L’Isola è un centro di tensione. Pechino soffre l’esistenza di un’altra Cina (sdoppiamento inaccettabile per il suo desiderio di potenza), che per altro è un esempio in tanti settori, da quello della tecnologia al modello sanitario che ha contenuto la diffusione del Covid. Gli Stati Uniti sfruttano questa debolezza per innervosire il Partito/Stato, toccando la sfera militare. Vedere le recenti richieste taiwanesi per un sistema missilistico a lungo raggio (implicitamente indirizzate agli Usa), o il recente passaggio lungo lo Stretto di Taiwan di una fregata inglese, a dimostrare attività operativa dell’Aukus.
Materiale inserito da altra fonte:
use axum::extract::{Query, State};
use axum::Json;
use serde::{Deserialize, Serialize};

use crate::api::{parse_pool, AppState};
use crate::error::AppError;

#[derive(Debug, Deserialize)]
#[serde(rename_all = "camelCase")]
pub struct VerifyQuery {
    pub pool: String,
}

#[derive(Debug, Serialize)]
#[serde(rename_all = "camelCase")]
pub struct DriftDto {
    pub field: String,
    pub stored: String,
    pub recomputed: String,
}

#[derive(Debug, Serialize)]
#[serde(rename_all = "camelCase")]
pub struct VerifyResponse {
    pub pool: String,
    /// True when stored aggregates match a fresh recomputation from the
    /// stored distributions.
    pub matches: bool,
    pub drifts: Vec<DriftDto>,
}

/// Read-only drift detector for the known concurrent-write gap.
pub async fn get_verification(
    Query(params): Query<VerifyQuery>,
    State(state): State<AppState>,
) -> Result<Json<VerifyResponse>, AppError> {
    let pool = parse_pool(&params.pool)?;
    let report = state.ledgers.verify(pool).await?;

    Ok(Json(VerifyResponse {
        pool: report.pool.to_string(),
        matches: report.matches,
        drifts: report
            .drifts
            .iter()
            .map(|d| DriftDto {
                field: d.field.to_string(),
                stored: d.stored.to_canonical_string(),
                recomputed: d.recomputed.to_canonical_string(),
            })
            .collect(),
    }))
}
Per l’Europa, Taiwan è un paese con cui serve un rapporto commerciale concreto e definito — ma per farlo è impossibile scindere la questione dalla sfera politica.

Oltretutto se questi accordi commerciali con Taipei significano parziale decoupling dalla Cina. A Bruxelles serve prendere atto della complessità e delle articolazioni della materia. Come sta facendo per esempio l’India, che sta investendo per ospitare la nuova apertura di una fabbrica taiwanese di microchip — opera da 7,5 miliardi di dollari — e contemporaneamente sta trovando la via tecnica per ridurre i dazi sugli scambi di materiali semiconduttori (prodotto iper-moderni, forza di Taiwan). Nel frattempo Nuova Delhi ha accettato di alzare il livello del confronto politico con la Cina. All’avvio dei negoziati si somma per esempio l’annuncio di una nuova missione per la libertà di navigazione nel Mar Cinese, dove la Marina Indiana si muoverà integrata al Quad, l’alleanza con Usa, Giappone e Australia che per Washington deve essere parte della catena di contenimento dell’espansione di Pechino.